One day before training, mice were habituated to the optic patch cables for 2 × 5 min. Immediately before training, mice were placed in a clean homecage. Mice in the Allocated (BL⁺) group received BL (473 nm, 30 s, 1 mW, 4 Hz, 15 ms pulse width, to activate ChR2 and excite infected neurons) whereas mice in the Control group received no light stimulation. Contextual fear conditioning took place as above. 24h later, mice were replaced in the conditioned context for a 6-min memory test, the last 3-min of which all mice received continuous red light (RL⁺, 655 nm, 7 mW, to activate eNpHR3.0 and silence infected neurons). The amount of time mice spent freezing was recorded.

scFLARE2 experiment.

To tag neurons active at different times during a contextual threat experiment, we tagged dCA1 neurons with BL illumination (473 nm, 20 Hz, 1 mW). First, we first validated scFLARE2 in this experiment by tagging neurons (applying BL) during the 5-min contextual threat training period (Training). scFLARE2+ neurons active during the BL expressed the red-light (RL) inhibitory opsin NpHR3.0. To probe the necessity of scFLARE2-tagged neurons active during training to subsequent memory recall, we tested mice both in the absence and presence of RL to silence tagged neurons. A Control group did not receive BL during training (BL−) but was tested similarly. Next, we applied BL for 2 x 5-min periods with a 1 min interval between periods in an empty cage 24h, 3h or immediately before mice were threat trained fear as before. 24h later, mice were tested in the conditioning context with optogenetic cables attached. For the first min of memory test, no light was given. During the second minute of the test, RL illumination (660 nm, square pulse, ~7 mW output, 1 min) was used to inhibit NpHR3.0+ tagged neurons. After the memory test, mice were perfused and mCherry expression analyzed in brain slices. mCherry+ neurons in CA1 were quantified and expression was calculated as a percentage of total CA1 neurons as measure by DAPI expression. For each mouse, at least 3 sections were analyzed.

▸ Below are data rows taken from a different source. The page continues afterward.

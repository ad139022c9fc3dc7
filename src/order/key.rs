//! Order keys and their segments
//!
//! Key format: numeric segments joined by `-`
//! - Top-level positions: `1`, `2`, `3`
//! - Children of `1`: `1-1`, `1-2`
//! - A fractional segment slots between neighbours until the next
//!   normalization: `1-2.5` sits between `1-2` and `1-3`
//!
//! Segments are exact decimals held as scaled integers, never binary floats,
//! so chains of insertions like `1.5`, `1.25`, `1.125` compare exactly.

use std::cmp::Ordering;
use std::fmt;
use std::str::FromStr;

use serde::{Deserialize, Serialize};
use thiserror::Error;

/// Separator between the levels of an order key
pub const SEPARATOR: &str = "-";

/// Maximum number of significant fractional digits in a segment
const MAX_SCALE: u32 = 18;

#[derive(Debug, Clone, Error, PartialEq, Eq)]
pub enum OrderKeyError {
    #[error("Order key is empty")]
    Empty,

    #[error("Invalid order segment '{segment}' in '{key}': expected a non-negative number such as 2 or 1.5")]
    InvalidSegment { key: String, segment: String },

    #[error("Order segment '{segment}' in '{key}' is too large or too precise")]
    OutOfRange { key: String, segment: String },
}

/// One level of an order key, valued `units / 10^scale`
///
/// Trailing fractional zeros are stripped when parsing, so `1.50` and `1.5`
/// (or `2.0` and `2`) are the same segment.
#[derive(Debug, Clone, Copy, PartialEq, Eq, Hash)]
pub struct Segment {
    units: u64,
    scale: u32,
}

impl Segment {
    /// Creates an integer segment
    pub const fn integer(value: u64) -> Self {
        Self {
            units: value,
            scale: 0,
        }
    }

    /// Returns true if the segment has no fractional part
    pub fn is_integer(&self) -> bool {
        self.scale == 0
    }

    /// Returns the integer value, or None for fractional segments
    pub fn as_integer(&self) -> Option<u64> {
        self.is_integer().then_some(self.units)
    }

    /// Value scaled up to `scale` fractional digits (`scale >= self.scale`)
    fn widened(&self, scale: u32) -> u128 {
        u128::from(self.units) * 10u128.pow(scale - self.scale)
    }

    /// Parses one segment; `key` is the full key, used for error messages
    fn parse_in(key: &str, text: &str) -> Result<Self, OrderKeyError> {
        let invalid = || OrderKeyError::InvalidSegment {
            key: key.to_string(),
            segment: text.to_string(),
        };
        let out_of_range = || OrderKeyError::OutOfRange {
            key: key.to_string(),
            segment: text.to_string(),
        };

        let (whole, fraction) = match text.split_once('.') {
            Some((whole, fraction)) => (whole, Some(fraction)),
            None => (text, None),
        };

        let is_digits = |s: &str| !s.is_empty() && s.bytes().all(|b| b.is_ascii_digit());
        if !is_digits(whole) || fraction.is_some_and(|f| !is_digits(f)) {
            return Err(invalid());
        }

        let fraction = fraction.map(|f| f.trim_end_matches('0')).unwrap_or("");
        if fraction.len() > MAX_SCALE as usize {
            return Err(out_of_range());
        }

        let mut units: u64 = 0;
        for digit in whole.bytes().chain(fraction.bytes()) {
            units = units
                .checked_mul(10)
                .and_then(|u| u.checked_add(u64::from(digit - b'0')))
                .ok_or_else(out_of_range)?;
        }

        Ok(Self {
            units,
            scale: fraction.len() as u32,
        })
    }
}

impl Ord for Segment {
    fn cmp(&self, other: &Self) -> Ordering {
        let scale = self.scale.max(other.scale);
        self.widened(scale).cmp(&other.widened(scale))
    }
}

impl PartialOrd for Segment {
    fn partial_cmp(&self, other: &Self) -> Option<Ordering> {
        Some(self.cmp(other))
    }
}

impl fmt::Display for Segment {
    fn fmt(&self, f: &mut fmt::Formatter<'_>) -> fmt::Result {
        if self.scale == 0 {
            return write!(f, "{}", self.units);
        }
        let divisor = 10u64.pow(self.scale);
        write!(
            f,
            "{}.{:0width$}",
            self.units / divisor,
            self.units % divisor,
            width = self.scale as usize
        )
    }
}

impl FromStr for Segment {
    type Err = OrderKeyError;

    fn from_str(s: &str) -> Result<Self, Self::Err> {
        Self::parse_in(s, s.trim())
    }
}

/// Parses an order key into its segments
///
/// Empty (or all-whitespace) input yields no segments. Any malformed segment
/// rejects the whole key.
pub fn parse_order(text: &str) -> Result<Vec<Segment>, OrderKeyError> {
    let text = text.trim();
    if text.is_empty() {
        return Ok(Vec::new());
    }
    text.split(SEPARATOR)
        .map(|part| Segment::parse_in(text, part))
        .collect()
}

/// Formats segments back into key text (`[]` formats as `""`)
pub fn format_order(segments: &[Segment]) -> String {
    segments
        .iter()
        .map(Segment::to_string)
        .collect::<Vec<_>>()
        .join(SEPARATOR)
}

/// A present order key: a non-empty path of segments
///
/// Ordering is hierarchical: segments compare numerically left to right and
/// a key sorts before every key it is a prefix of, so
/// `1 < 1-1 < 1-2 < 1-10 < 2`.
#[derive(Debug, Clone, PartialEq, Eq, Hash, PartialOrd, Ord, Serialize, Deserialize)]
#[serde(try_from = "String", into = "String")]
pub struct OrderKey {
    segments: Vec<Segment>,
}

impl OrderKey {
    /// Parses a present key; empty input is an error
    pub fn parse(text: &str) -> Result<Self, OrderKeyError> {
        Self::from_segments(parse_order(text)?).ok_or(OrderKeyError::Empty)
    }

    /// Parses an optional key, treating `None` and empty text alike as absent
    pub fn parse_optional(text: Option<&str>) -> Result<Option<Self>, OrderKeyError> {
        match text {
            Some(text) => Ok(Self::from_segments(parse_order(text)?)),
            None => Ok(None),
        }
    }

    /// Wraps a segment path, or None if the path is empty
    pub fn from_segments(segments: Vec<Segment>) -> Option<Self> {
        (!segments.is_empty()).then_some(Self { segments })
    }

    /// Creates a top-level key with an integer position
    pub fn top(position: u64) -> Self {
        Self {
            segments: vec![Segment::integer(position)],
        }
    }

    /// Returns the segments, outermost first
    pub fn segments(&self) -> &[Segment] {
        &self.segments
    }

    /// Number of levels in the key (`1-2-3` has depth 3)
    pub fn depth(&self) -> usize {
        self.segments.len()
    }

    /// Returns the last segment, the position among siblings
    pub fn position(&self) -> Segment {
        // Non-empty by construction
        self.segments[self.segments.len() - 1]
    }

    /// Returns the parent key, or None for a top-level key
    pub fn parent(&self) -> Option<OrderKey> {
        Self::from_segments(self.segments[..self.segments.len() - 1].to_vec())
    }

    /// Creates a child key one level below this one
    pub fn child(&self, position: Segment) -> OrderKey {
        let mut segments = self.segments.clone();
        segments.push(position);
        OrderKey { segments }
    }

    /// Returns true if this key is a strict prefix of `other`
    pub fn is_ancestor_of(&self, other: &OrderKey) -> bool {
        self.depth() < other.depth() && other.segments.starts_with(&self.segments)
    }

    /// Returns true if every segment is an integer of at least 1
    pub fn is_canonical(&self) -> bool {
        self.segments
            .iter()
            .all(|s| s.as_integer().is_some_and(|n| n >= 1))
    }
}

impl fmt::Display for OrderKey {
    fn fmt(&self, f: &mut fmt::Formatter<'_>) -> fmt::Result {
        f.write_str(&format_order(&self.segments))
    }
}

impl FromStr for OrderKey {
    type Err = OrderKeyError;

    fn from_str(s: &str) -> Result<Self, Self::Err> {
        Self::parse(s)
    }
}

impl TryFrom<String> for OrderKey {
    type Error = OrderKeyError;

    fn try_from(value: String) -> Result<Self, Self::Error> {
        value.parse()
    }
}

impl From<OrderKey> for String {
    fn from(key: OrderKey) -> Self {
        key.to_string()
    }
}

Fiber photometry experiment.

One day before training, mice were habituated to the optic patch cables 2 × 15 min. Immediately before training, mice were placed in a clean cage. Mice in the Allocated (RL⁺) group received RL (655 nm, 30 s continuous stimulation at 10 mW, to activate ChRmine and excite infected neurons) whereas mice in the Control group received no light stimulation. Mice received contextual fear conditioning as above. 24h later, mice were replaced in the conditioned context for a 5-min memory test.

2P experiment.

To ensure that mice were highly habituated to the head-fixed imaging rig, we first habituated each mouse to head fixation for four days, starting at 5 min of head-fixation per day and ending with 20 min of head-fixation. Following these habituation sessions, we habituated the mice to the 2P head fixed rig for 30 min per day for two days. Imaging and habituation sessions in the 2P rig were conducted in darkness on a running wheel. Baseline recording sessions consisted of one 20 min recording followed by a 20 min recording 3 h later. This was repeated for 5 days. On the 5th day, after the second recording, mice underwent contextual threat training as before. Immediately after training, TRAP2 x mCherry mice were injected with 50 mg/kg 4-OHT (i.p.). Three days later, a 20 min recording was conducted, and mCherry fluorescence imaged. This was repeated for two additional days. After the first posttagging imaging session, mice were tested in the conditioned context as before. After the second post-imaging session, mice were tested in a novel context as before. One month after tagging, the mCherry signal was imaged again, where in some cases improved mCherry expression was observed. The mCherry images were used to classify neurons as tagged or not tagged.

1P experiment.

Mice were habituated to the CHEndoscope for 15 min/d for 3 d before training. 24h, 3h and immediately before training, mice were imaged in the homecage for 5 min. Training consisted of placing mice in the contextual threat chamber and, 5 min later, delivering three 0.5 mA, 2 s footshocks spaced one minute apart. 24h after training, mice were replaced in the conditioned context for a 5-min memory test during which the amount of time spent freezing was assessed. 48h after training, mice were placed in a novel context (Ctx B) for 5 min and freezing assessed.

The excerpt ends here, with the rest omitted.